§ About this exercise
Retype, word for word, each line between the lines holding "if !self.is_special_mode() ||" and "pub fn verify_short_address(&self, regs: &Registers, data: u8)", inclusive, and leave the rest of the data alone.
Input data below:
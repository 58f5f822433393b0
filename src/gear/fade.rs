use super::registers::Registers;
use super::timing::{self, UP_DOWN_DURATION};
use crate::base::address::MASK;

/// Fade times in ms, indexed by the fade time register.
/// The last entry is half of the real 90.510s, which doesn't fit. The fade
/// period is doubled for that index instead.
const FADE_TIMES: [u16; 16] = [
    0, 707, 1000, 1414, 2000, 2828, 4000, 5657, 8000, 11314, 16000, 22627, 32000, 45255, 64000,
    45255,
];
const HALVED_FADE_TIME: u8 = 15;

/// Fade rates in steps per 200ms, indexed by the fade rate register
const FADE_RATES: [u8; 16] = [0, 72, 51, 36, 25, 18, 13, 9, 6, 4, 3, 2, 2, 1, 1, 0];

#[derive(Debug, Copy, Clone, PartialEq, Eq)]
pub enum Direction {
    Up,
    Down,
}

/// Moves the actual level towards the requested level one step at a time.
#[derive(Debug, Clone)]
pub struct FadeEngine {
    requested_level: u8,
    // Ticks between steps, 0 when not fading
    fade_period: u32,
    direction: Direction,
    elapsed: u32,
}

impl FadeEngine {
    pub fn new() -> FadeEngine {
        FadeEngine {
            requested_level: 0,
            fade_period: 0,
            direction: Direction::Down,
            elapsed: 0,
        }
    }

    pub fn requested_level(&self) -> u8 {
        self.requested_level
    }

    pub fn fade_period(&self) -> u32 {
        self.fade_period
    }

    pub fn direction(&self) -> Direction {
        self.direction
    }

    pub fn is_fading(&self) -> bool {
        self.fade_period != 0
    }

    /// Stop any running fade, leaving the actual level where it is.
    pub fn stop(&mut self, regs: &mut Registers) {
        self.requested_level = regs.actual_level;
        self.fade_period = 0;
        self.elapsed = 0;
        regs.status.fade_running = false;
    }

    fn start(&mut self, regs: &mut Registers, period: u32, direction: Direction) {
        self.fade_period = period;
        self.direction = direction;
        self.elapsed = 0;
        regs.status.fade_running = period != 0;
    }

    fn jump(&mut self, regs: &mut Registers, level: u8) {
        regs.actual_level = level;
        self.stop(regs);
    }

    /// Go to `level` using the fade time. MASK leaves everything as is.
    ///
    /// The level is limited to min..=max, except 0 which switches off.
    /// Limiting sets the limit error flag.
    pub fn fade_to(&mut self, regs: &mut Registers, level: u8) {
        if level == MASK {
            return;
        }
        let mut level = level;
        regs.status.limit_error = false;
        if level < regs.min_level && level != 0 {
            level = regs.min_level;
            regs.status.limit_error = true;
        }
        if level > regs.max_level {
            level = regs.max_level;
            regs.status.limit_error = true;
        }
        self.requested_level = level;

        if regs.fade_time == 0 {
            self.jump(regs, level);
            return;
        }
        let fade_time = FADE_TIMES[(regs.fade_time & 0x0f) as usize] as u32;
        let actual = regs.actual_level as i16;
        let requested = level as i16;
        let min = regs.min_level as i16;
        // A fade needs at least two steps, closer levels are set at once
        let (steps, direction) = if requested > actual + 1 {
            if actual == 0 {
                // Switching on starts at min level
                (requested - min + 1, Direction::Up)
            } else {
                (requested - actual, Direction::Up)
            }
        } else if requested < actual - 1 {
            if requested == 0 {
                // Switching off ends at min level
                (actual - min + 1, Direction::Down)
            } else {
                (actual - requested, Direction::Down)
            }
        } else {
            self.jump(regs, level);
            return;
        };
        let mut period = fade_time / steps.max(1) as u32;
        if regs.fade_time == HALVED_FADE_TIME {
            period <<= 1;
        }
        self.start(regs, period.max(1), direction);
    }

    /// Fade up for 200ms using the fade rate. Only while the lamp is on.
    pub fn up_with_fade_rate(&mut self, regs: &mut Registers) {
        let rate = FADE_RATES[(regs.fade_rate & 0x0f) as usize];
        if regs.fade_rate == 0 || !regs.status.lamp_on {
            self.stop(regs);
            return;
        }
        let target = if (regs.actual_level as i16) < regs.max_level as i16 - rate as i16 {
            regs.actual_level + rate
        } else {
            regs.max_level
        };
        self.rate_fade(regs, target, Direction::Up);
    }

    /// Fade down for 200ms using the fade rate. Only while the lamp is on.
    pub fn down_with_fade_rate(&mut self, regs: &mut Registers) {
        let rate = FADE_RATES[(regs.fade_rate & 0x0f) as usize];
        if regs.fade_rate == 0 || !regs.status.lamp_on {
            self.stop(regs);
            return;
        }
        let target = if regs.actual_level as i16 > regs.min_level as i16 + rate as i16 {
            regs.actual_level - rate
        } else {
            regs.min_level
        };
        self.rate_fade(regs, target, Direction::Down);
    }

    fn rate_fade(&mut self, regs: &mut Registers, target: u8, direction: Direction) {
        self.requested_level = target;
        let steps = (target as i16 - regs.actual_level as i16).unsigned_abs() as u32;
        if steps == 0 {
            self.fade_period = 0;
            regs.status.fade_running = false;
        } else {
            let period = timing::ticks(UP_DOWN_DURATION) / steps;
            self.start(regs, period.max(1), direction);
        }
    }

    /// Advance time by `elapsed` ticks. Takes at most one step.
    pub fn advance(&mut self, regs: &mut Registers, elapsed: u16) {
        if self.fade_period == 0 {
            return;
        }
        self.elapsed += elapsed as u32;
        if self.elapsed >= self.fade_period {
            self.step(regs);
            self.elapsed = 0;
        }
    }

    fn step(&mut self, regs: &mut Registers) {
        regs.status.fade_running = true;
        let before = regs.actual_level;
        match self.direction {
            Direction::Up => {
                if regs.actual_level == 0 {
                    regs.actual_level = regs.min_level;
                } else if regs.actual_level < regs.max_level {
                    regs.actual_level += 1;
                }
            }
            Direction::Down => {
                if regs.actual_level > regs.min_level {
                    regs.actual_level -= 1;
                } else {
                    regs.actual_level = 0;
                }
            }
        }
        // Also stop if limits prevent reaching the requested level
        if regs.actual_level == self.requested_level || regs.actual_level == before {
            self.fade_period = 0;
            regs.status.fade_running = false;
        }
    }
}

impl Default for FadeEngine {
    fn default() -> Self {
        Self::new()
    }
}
End of Input data.
Input data below:
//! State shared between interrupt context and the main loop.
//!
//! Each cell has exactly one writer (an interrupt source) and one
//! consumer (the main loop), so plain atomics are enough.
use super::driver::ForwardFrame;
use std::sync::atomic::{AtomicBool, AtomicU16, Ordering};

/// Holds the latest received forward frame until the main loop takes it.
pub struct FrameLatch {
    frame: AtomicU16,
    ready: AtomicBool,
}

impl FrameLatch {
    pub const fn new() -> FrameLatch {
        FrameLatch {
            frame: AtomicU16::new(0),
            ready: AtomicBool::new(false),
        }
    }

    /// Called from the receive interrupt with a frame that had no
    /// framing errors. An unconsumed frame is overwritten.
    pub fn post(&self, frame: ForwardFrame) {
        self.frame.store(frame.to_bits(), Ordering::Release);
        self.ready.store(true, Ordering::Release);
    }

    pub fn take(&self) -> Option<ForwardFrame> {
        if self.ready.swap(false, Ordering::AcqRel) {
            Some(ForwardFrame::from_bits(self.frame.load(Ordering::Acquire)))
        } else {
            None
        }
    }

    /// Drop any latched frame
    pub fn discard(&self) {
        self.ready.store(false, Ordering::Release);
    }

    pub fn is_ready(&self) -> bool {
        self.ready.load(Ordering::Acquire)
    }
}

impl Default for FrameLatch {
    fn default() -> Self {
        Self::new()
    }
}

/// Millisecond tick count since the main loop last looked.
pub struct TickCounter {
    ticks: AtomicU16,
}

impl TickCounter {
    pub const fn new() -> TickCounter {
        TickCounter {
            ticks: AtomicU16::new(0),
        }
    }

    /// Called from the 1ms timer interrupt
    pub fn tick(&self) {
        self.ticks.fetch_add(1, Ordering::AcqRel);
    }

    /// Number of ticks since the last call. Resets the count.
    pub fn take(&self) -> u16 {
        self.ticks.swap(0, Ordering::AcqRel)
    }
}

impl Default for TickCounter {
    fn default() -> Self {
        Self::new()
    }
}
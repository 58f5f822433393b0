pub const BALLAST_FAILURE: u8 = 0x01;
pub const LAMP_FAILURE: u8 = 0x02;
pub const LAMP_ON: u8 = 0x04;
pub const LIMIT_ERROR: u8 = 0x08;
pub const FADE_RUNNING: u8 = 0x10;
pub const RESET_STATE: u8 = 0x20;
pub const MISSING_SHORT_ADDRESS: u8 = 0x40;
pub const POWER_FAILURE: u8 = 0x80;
End of Input data.
Input data below:
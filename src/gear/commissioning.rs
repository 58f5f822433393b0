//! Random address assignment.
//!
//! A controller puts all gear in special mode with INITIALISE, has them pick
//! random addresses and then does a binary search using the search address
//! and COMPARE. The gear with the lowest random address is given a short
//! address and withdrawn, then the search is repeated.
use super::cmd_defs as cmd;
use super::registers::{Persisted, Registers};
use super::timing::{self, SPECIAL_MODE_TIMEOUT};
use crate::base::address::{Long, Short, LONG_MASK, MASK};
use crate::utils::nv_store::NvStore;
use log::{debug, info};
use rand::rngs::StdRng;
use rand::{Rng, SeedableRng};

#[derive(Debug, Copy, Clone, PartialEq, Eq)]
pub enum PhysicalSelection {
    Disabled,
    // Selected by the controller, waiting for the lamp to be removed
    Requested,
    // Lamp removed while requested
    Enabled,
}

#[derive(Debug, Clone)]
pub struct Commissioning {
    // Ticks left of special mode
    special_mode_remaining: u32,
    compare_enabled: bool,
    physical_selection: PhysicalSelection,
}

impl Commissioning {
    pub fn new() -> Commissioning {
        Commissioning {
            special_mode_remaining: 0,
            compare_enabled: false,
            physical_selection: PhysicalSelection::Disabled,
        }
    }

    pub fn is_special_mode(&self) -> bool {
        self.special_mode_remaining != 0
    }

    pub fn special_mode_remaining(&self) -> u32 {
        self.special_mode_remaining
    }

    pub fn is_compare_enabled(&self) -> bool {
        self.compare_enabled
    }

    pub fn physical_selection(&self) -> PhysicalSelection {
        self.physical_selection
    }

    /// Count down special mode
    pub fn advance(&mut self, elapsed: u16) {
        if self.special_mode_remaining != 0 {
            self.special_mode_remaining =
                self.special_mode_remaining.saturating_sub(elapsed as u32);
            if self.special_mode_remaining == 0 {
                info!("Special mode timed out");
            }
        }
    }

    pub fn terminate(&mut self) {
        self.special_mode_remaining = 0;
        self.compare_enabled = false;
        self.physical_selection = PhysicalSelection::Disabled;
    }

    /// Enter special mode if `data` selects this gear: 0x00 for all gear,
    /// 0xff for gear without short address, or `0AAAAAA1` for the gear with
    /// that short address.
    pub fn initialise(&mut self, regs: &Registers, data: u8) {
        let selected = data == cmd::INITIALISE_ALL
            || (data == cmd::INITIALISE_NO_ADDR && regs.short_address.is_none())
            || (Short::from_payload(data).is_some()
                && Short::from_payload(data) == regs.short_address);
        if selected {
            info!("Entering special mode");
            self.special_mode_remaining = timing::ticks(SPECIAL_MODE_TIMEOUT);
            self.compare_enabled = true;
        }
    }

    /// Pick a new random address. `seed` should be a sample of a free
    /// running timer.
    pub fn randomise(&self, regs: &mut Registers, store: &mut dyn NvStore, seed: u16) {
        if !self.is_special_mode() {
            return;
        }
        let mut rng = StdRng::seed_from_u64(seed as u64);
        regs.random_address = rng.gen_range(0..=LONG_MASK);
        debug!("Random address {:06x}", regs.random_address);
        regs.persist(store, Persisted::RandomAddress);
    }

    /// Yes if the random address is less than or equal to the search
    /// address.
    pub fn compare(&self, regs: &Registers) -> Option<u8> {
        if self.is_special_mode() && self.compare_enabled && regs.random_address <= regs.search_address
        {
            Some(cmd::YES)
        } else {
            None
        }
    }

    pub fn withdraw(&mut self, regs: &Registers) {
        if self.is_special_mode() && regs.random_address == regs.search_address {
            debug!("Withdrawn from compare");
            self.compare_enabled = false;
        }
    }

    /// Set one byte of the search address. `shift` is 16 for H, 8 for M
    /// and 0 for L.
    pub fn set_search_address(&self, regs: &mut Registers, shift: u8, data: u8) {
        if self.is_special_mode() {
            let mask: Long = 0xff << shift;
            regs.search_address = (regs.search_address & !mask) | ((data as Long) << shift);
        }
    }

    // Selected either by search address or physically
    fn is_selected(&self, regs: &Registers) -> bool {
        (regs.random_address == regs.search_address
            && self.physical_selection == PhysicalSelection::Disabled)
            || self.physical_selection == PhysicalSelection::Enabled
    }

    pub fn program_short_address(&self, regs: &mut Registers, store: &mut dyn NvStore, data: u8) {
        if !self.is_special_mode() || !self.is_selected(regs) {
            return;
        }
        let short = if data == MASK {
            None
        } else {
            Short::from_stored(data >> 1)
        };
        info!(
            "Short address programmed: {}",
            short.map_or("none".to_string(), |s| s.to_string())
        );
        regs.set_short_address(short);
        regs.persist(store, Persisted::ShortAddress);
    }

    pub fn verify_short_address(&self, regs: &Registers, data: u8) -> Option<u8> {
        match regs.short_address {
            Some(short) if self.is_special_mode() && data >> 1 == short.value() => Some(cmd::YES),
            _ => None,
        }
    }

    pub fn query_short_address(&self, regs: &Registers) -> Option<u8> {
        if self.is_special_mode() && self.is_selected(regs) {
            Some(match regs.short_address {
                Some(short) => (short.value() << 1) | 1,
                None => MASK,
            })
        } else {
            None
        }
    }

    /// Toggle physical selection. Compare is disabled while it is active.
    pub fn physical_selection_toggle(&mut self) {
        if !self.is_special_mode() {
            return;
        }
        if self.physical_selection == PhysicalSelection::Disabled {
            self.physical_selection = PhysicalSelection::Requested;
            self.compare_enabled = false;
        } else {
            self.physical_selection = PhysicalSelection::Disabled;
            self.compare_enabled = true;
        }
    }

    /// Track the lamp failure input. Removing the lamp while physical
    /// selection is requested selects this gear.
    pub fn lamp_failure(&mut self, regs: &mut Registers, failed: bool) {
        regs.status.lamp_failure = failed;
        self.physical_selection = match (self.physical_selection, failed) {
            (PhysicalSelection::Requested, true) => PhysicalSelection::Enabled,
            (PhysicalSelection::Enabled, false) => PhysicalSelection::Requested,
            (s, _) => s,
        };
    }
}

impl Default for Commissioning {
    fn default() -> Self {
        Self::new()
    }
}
End of Input data.
§ Written answer
        if !self.is_special_mode() || !self.is_selected(regs) {
            return;
        }
        let short = if data == MASK {
            None
        } else {
            Short::from_stored(data >> 1)
        };
        info!(
            "Short address programmed: {}",
            short.map_or("none".to_string(), |s| s.to_string())
        );
        regs.set_short_address(short);
        regs.persist(store, Persisted::ShortAddress);
    }

    pub fn verify_short_address(&self, regs: &Registers, data: u8) -> Option<u8> {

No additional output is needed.